The Mycamode design for Wonderfruit details the use of reishi mushroom spawn from southern Thailand, combined with locally sourced organic waste (sawdust, corn, bamboo and straw). The mycelium mix grows, incubates and dries over four weeks in moulds that create branch-like mycelium components, joined together with bamboo to become tree-like forms. Mycamode is then returned to the earth once it is no longer in use.
“The competition was split into three submission phases and each one involved intensive, two-week long submission periods. The first deliverable was an animated postcard. We showed how BESO optimisation forms the Mycamode structure. The second was a booklet that explained how our structure was possible and how it could be built. Our final submission went into the smaller details of these aspects and how it would be incorporated into the WonderFruit Festival,” says Favorito.
“Mycelium forms a waterproof outer layer and when the material is dried out, it is very light and quite strong.

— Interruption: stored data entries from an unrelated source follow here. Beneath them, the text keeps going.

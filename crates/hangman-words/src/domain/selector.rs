//! Word selection with bounded difficulty/category fallback.

use hangman_core::error::GameError;
use hangman_core::rng::DeterministicRng;
use tracing::{debug, warn};

use super::catalog::{Difficulty, WordCatalog};
use super::filters::{LengthFilter, SeenWords};

/// Cap on difficulty/category substitutions before selection gives up.
pub const MAX_SELECTION_ATTEMPTS: u32 = 5;

/// Mask cell shown for a letter that has not been revealed.
pub const MASK: char = '_';

/// Builds the initial mask for `word`: one cell per character, letters
/// hidden, spaces kept as spaces.
#[must_use]
pub fn mask_word(word: &str) -> Vec<char> {
    word.chars()
        .map(|c| if c == ' ' { ' ' } else { MASK })
        .collect()
}

/// Practice-mode inputs to a selection.
#[derive(Debug)]
pub struct PracticeSelection<'a> {
    /// Length bounds applied before repeat avoidance.
    pub length: LengthFilter,
    /// When `true`, words already served may be served again.
    pub allow_repeats: bool,
    /// Words already served; updated with the chosen word.
    pub seen: &'a mut SeenWords,
}

/// The outcome of a successful selection.
#[derive(Debug, Clone, PartialEq, Eq)]
pub struct Selection {
    /// The chosen word.
    pub word: String,
    /// Initial mask for the word.
    pub hidden: Vec<char>,
    /// Difficulty the word was drawn from (may differ from the request).
    pub difficulty: Difficulty,
    /// Category the word was drawn from (may differ from the request).
    pub category: String,
    /// Number of substitutions needed to reach a populated pool.
    pub substitutions: u32,
}

/// Resolves a word for a difficulty/category pair.
#[derive(Debug, Clone, Copy)]
pub struct WordSelector {
    max_attempts: u32,
}

impl Default for WordSelector {
    fn default() -> Self {
        Self {
            max_attempts: MAX_SELECTION_ATTEMPTS,
        }
    }
}

impl WordSelector {
    /// Creates a selector with the default substitution cap.
    #[must_use]
    pub fn new() -> Self {
        Self::default()
    }

    /// Creates a selector with a custom substitution cap.
    #[must_use]
    pub fn with_max_attempts(max_attempts: u32) -> Self {
        Self { max_attempts }
    }

    /// Picks a word for the requested pair.
    ///
    /// An unpopulated difficulty is replaced by the easiest populated one and
    /// an unknown or empty category by the first populated category of that
    /// difficulty. Practice filters then narrow the pool: length first, then
    /// repeat avoidance (clearing the seen-set once if every word was seen).
    ///
    /// # Errors
    ///
    /// Returns `GameError::SelectionExhausted` if no populated pool can be
    /// reached within the substitution cap.
    pub fn select(
        &self,
        catalog: &WordCatalog,
        difficulty: Difficulty,
        category: &str,
        practice: Option<PracticeSelection<'_>>,
        rng: &mut dyn DeterministicRng,
    ) -> Result<Selection, GameError> {
        let (difficulty, category, substitutions) = self.resolve(catalog, difficulty, category)?;
        let pool = catalog
            .words(difficulty, &category)
            .ok_or(GameError::SelectionExhausted {
                attempts: substitutions,
            })?;

        let word = match practice {
            Some(mut practice) => {
                let candidates = practice_candidates(pool, difficulty, &category, &mut practice);
                let word = pick(&candidates, rng, substitutions)?;
                practice.seen.record(difficulty, &category, &word);
                word
            }
            None => {
                let candidates: Vec<&String> = pool.iter().collect();
                pick(&candidates, rng, substitutions)?
            }
        };

        debug!(%difficulty, %category, substitutions, "selected word");
        Ok(Selection {
            hidden: mask_word(&word),
            word,
            difficulty,
            category,
            substitutions,
        })
    }

    /// Walks the catalog until the pair points at a non-empty word list.
    fn resolve(
        &self,
        catalog: &WordCatalog,
        requested_difficulty: Difficulty,
        requested_category: &str,
    ) -> Result<(Difficulty, String, u32), GameError> {
        let mut difficulty = requested_difficulty;
        let mut category = requested_category.to_owned();
        let mut attempts = 0;

        loop {
            if catalog.words(difficulty, &category).is_some() {
                return Ok((difficulty, category, attempts));
            }
            if attempts >= self.max_attempts {
                warn!(attempts, "word selection exhausted its substitution budget");
                return Err(GameError::SelectionExhausted { attempts });
            }
            attempts += 1;

            if catalog.is_populated(difficulty) {
                let Some(substitute) = catalog.first_populated_category(difficulty) else {
                    return Err(GameError::SelectionExhausted { attempts });
                };
                warn!(%difficulty, requested = %category, %substitute, "substituting category");
                category = substitute.to_owned();
            } else {
                let Some(substitute) = catalog.first_populated_difficulty() else {
                    warn!("word catalog has no populated difficulty");
                    return Err(GameError::SelectionExhausted { attempts });
                };
                warn!(requested = %difficulty, %substitute, "substituting difficulty");
                difficulty = substitute;
            }
        }
    }
}

fn practice_candidates<'w>(
    pool: &'w [String],
    difficulty: Difficulty,
    category: &str,
    practice: &mut PracticeSelection<'_>,
) -> Vec<&'w String> {
    let mut candidates: Vec<&String> = pool.iter().filter(|w| practice.length.accepts(w)).collect();
    if candidates.is_empty() {
        warn!(%difficulty, %category, "length filter matched no words; relaxing it");
        candidates = pool.iter().collect();
    }

    if practice.allow_repeats {
        return candidates;
    }

    let unseen: Vec<&String> = candidates
        .iter()
        .copied()
        .filter(|w| !practice.seen.contains(difficulty, category, w))
        .collect();
    if unseen.is_empty() {
        debug!(%difficulty, %category, "every word already seen; starting the pool over");
        practice.seen.clear(difficulty, category);
        return candidates;
    }
    unseen
}

fn pick(
    candidates: &[&String],
    rng: &mut dyn DeterministicRng,
    attempts: u32,
) -> Result<String, GameError> {
    rng.pick_index(candidates.len())
        .map(|i| candidates[i].clone())
        .ok_or(GameError::SelectionExhausted { attempts })
}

Its thread-like 'branches' can withstand both compression and tension, and all of the material is organic and compostable. The use of BESO forms to produce this aspect of the structure reduces the amount of material required while maintaining strength,” Favorito explains.Rendering showing Mycamode’s tree-like structures and bamboo canopy, by Favorito, Farnell and Yang.
“The use of a mushroom root system seems to be a unique material concept. The idea of forming large tree-like structures, which festival-goers would be able to interact with, was something we were enthusiastic about,” he says.
An international jury of design experts chaired by Ab Rogers Design chose Mycamode as one of seven finalists from a shortlist of 23 entries. There were more than 100 submissions from around the world.
Mycamode canopy detail, by Favorito, Farnell and Yang.
Mycamode was chosen because it embodied the ethos and ethical values of the Wonderfruit Festival. It could last for at least five years with no environmental impact and is designed to evolve and adapt to changing tropical conditions, with a sustainable after-life.